Under present circumstances, neither China nor Russia (both with serious economic troubles spiking in 2015) can bail out the island like the Soviets did during the 1960s-1980s and Venezuelan revolutionaries have done since 2000. This looming scenario pushes the geopolitical clock back to 1959 and leaves Cuba with no option but to look to the United States as a market and source of investments.
Men on horseback give no signs of dismounting. They are the guarantors of stability. Their interests have become so deeply intertwined with the economy that they are now, more than ever, the strongest pillar of the status quo. Recent estimates show that they control 70 percent of the economy. The repressive forces of the Interior Ministry, meanwhile, are vital to the preservation of social peace and political uniformity.
One of the saddest ironies of the unfolding rapprochement, so festively received by the American and international left, is that the success of the gathering wave of U.S. investments will depend on the continuation of a repressive regime that forbids workers from striking and pays them only 5 percent of what foreign corporations pay the Cuban state for the right to hire them.

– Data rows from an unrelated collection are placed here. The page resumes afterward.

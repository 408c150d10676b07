use chrono::{DateTime, Utc};
use serde::{Deserialize, Serialize};
use utoipa::{IntoParams, ToSchema};

use crate::error::AppError;
use crate::workflow::BatchOutcome;

#[derive(Deserialize, ToSchema)]
pub struct CreateRegistrationRequest {
    pub student_id: i32,
    /// Role the student applies for within a future team.
    pub team_role: Option<String>,
}

#[derive(Deserialize, ToSchema)]
pub struct ApproveRegistrationRequest {
    /// Name of the administrator making the decision.
    pub reviewer: String,
}

#[derive(Deserialize, ToSchema)]
pub struct RejectRegistrationRequest {
    pub reviewer: String,
    pub reason: String,
}

#[derive(Deserialize, IntoParams)]
pub struct RegistrationListQuery {
    /// Filter by status: pending, approved or rejected.
    pub status: Option<String>,
}

#[derive(Deserialize, ToSchema)]
pub struct BatchApproveRequest {
    pub registration_ids: Vec<i32>,
    pub reviewer: String,
}

#[derive(Serialize, ToSchema)]
pub struct RegistrationResponse {
    pub id: i32,
    pub contest_id: i32,
    pub student_id: i32,
    pub team_role: Option<String>,
    pub status: String,
    pub rejection_reason: Option<String>,
    pub reviewed_by: Option<String>,
    pub reviewed_at: Option<DateTime<Utc>>,
    pub created_at: DateTime<Utc>,
}

#[derive(Serialize, ToSchema)]
pub struct BatchApproveResponse {
    pub approved: usize,
    pub failed: usize,
    pub outcomes: Vec<BatchOutcome>,
}

impl From<crate::entity::registration::Model> for RegistrationResponse {
    fn from(m: crate::entity::registration::Model) -> Self {
        Self {
            id: m.id,
            contest_id: m.contest_id,
            student_id: m.student_id,
            team_role: m.team_role,
            status: m.status,
            rejection_reason: m.rejection_reason,
            reviewed_by: m.reviewed_by,
            reviewed_at: m.reviewed_at,
            created_at: m.created_at,
        }
    }
}

pub fn validate_reviewer(reviewer: &str) -> Result<(), AppError> {
    if reviewer.trim().is_empty() {
        return Err(AppError::Validation("reviewer must not be empty".into()));
    }
    Ok(())
}
//! Result recording and publication. Publication is monotonic: once a
//! result is out, it stays out, and re-publishing is a quiet no-op.

use chrono::Utc;
use sea_orm::prelude::Expr;
use sea_orm::{
    ActiveModelTrait, ColumnTrait, ConnectionTrait, EntityTrait, QueryFilter, QuerySelect, Set,
};

use crate::entity::{contest_result, student, team};
use crate::error::AppError;
use crate::workflow::status::AWARD_LEVELS;
use crate::workflow::{BatchOutcome, guard, lifecycle};

/// Look up a result by ID, returning 404 if not found.
pub async fn find_result<C: ConnectionTrait>(
    db: &C,
    id: i32,
) -> Result<contest_result::Model, AppError> {
    contest_result::Entity::find_by_id(id)
        .one(db)
        .await?
        .ok_or_else(|| AppError::NotFound("Result not found".into()))
}

/// Record an unpublished result for a student or a team.
pub async fn record<C: ConnectionTrait>(
    db: &C,
    contest_id: i32,
    student_id: Option<i32>,
    team_id: Option<i32>,
    ranking: i32,
    award_level: &str,
    certificate_number: Option<String>,
) -> Result<contest_result::Model, AppError> {
    if student_id.is_some() == team_id.is_some() {
        return Err(AppError::Validation(
            "Exactly one of student_id or team_id is required".into(),
        ));
    }
    if ranking < 1 {
        return Err(AppError::Validation("ranking must be >= 1".into()));
    }
    if !AWARD_LEVELS.contains(&award_level) {
        return Err(AppError::Validation(format!(
            "award_level must be one of: {}",
            AWARD_LEVELS.join(", ")
        )));
    }

    let contest = lifecycle::find_contest(db, contest_id).await?;
    guard::require_contest_open(&contest)?;

    if let Some(student_id) = student_id {
        student::Entity::find_by_id(student_id)
            .one(db)
            .await?
            .ok_or_else(|| AppError::NotFound("Student not found".into()))?;
    }
    if let Some(team_id) = team_id {
        let team_model = team::Entity::find_by_id(team_id)
            .one(db)
            .await?
            .ok_or_else(|| AppError::NotFound("Team not found".into()))?;
        if team_model.contest_id != contest_id {
            return Err(AppError::Validation(format!(
                "Team {team_id} does not belong to contest {contest_id}"
            )));
        }
    }

    let new_result = contest_result::ActiveModel {
        contest_id: Set(contest_id),
        student_id: Set(student_id),
        team_id: Set(team_id),
        ranking: Set(ranking),
        award_level: Set(award_level.to_string()),
        is_published: Set(false),
        certificate_number: Set(certificate_number),
        created_at: Set(Utc::now()),
        ..Default::default()
    };
    Ok(new_result.insert(db).await?)
}

/// Publish a result.
///
/// Idempotent: publishing an already-published result succeeds without
/// touching `published_at`. The flag never reverts.
pub async fn publish<C: ConnectionTrait>(
    db: &C,
    id: i32,
) -> Result<contest_result::Model, AppError> {
    let existing = find_result(db, id).await?;
    if existing.is_published {
        return Ok(existing);
    }

    // CAS on the flag; a concurrent publish winning first is fine, the
    // outcome is identical either way.
    contest_result::Entity::update_many()
        .filter(contest_result::Column::Id.eq(id))
        .filter(contest_result::Column::IsPublished.eq(false))
        .col_expr(contest_result::Column::IsPublished, Expr::value(true))
        .col_expr(
            contest_result::Column::PublishedAt,
            Expr::value(Some(Utc::now())),
        )
        .exec(db)
        .await?;

    find_result(db, id).await
}

/// Publish every unpublished result of a contest, best-effort per item.
/// Returns the per-item report; the published count is derived by the
/// handler.
pub async fn batch_publish<C: ConnectionTrait>(
    db: &C,
    contest_id: i32,
) -> Result<Vec<BatchOutcome>, AppError> {
    lifecycle::find_contest(db, contest_id).await?;

    let pending_ids: Vec<i32> = contest_result::Entity::find()
        .filter(contest_result::Column::ContestId.eq(contest_id))
        .filter(contest_result::Column::IsPublished.eq(false))
        .select_only()
        .column(contest_result::Column::Id)
        .into_tuple()
        .all(db)
        .await?;

    let mut outcomes = Vec::with_capacity(pending_ids.len());
    for id in pending_ids {
        match publish(db, id).await {
            Ok(_) => outcomes.push(BatchOutcome::ok(id)),
            Err(AppError::Internal(detail)) => return Err(AppError::Internal(detail)),
            Err(err) => outcomes.push(BatchOutcome::failed(id, &err)),
        }
    }
    tracing::info!(
        contest_id,
        published = outcomes.iter().filter(|o| o.ok).count(),
        "Batch publish finished"
    );
    Ok(outcomes)
}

If the geopolitical clock is back to 1959, the social and economic clocks are being reset further back, to 1898.
The Seven Threads not only remain vital but prove helpful in understanding current changes and foreseeable scenarios. The success of U.S. business enterprises in Cuba depends on the freezing of the revolutionary pendulum in its current pragmatist pole. U.S. business success also depends on the continuation of authoritarian rule, while the retention of power by Cuba’s revolutionary elites hinges on the anticipated U.S.-capital-driven economic growth.
The long ninety miles have been temporarily shortened and are likely to continue moving in that direction as reflection of a new symbiosis between U.S. capital and the Cuban regime. Raúl Castro’s replacement, the future first man, even if Díaz-Canel is selected president, will possibly be a men-on-horseback junta composed of officers from the armed forces and the intelligence sector. Martí’s civilianist and national sovereignty principles will not be erased but it may take decades before they ratoon and bear fruit.
The fact that the alliance with Venezuela is likely implode in the near future spells economic woes for Cuba; the growing Venezuelan opposition has vowed to end all subsidies for Cuba and to repatriate Cuban medical workers and intelligence officers, whose services have become one of Cuba’s largest sources of revenue. These likely scenarios spell the end of triangulation strategies which have long pitted the United Sates against Venezuela. A debilitated China and Russia are unlikely to pull Cuba into their orbits any time soon.
The persistent plantation has proven that its social, cultural, and political ramifications outlived the demise of the sugar industry. However, the restoration of King Sugar should not be dismissed, particularly if the exile sugar aristocracy has it its way.
Lastly, looming economic and foreign relations realities promise to expand the distance between the two Cubas, which coexist on the island, one sustained by profits from partnerships of an enclave economy, the other barely subsisting from the crumbs of an economy of kiosks. Cuba is back to square one.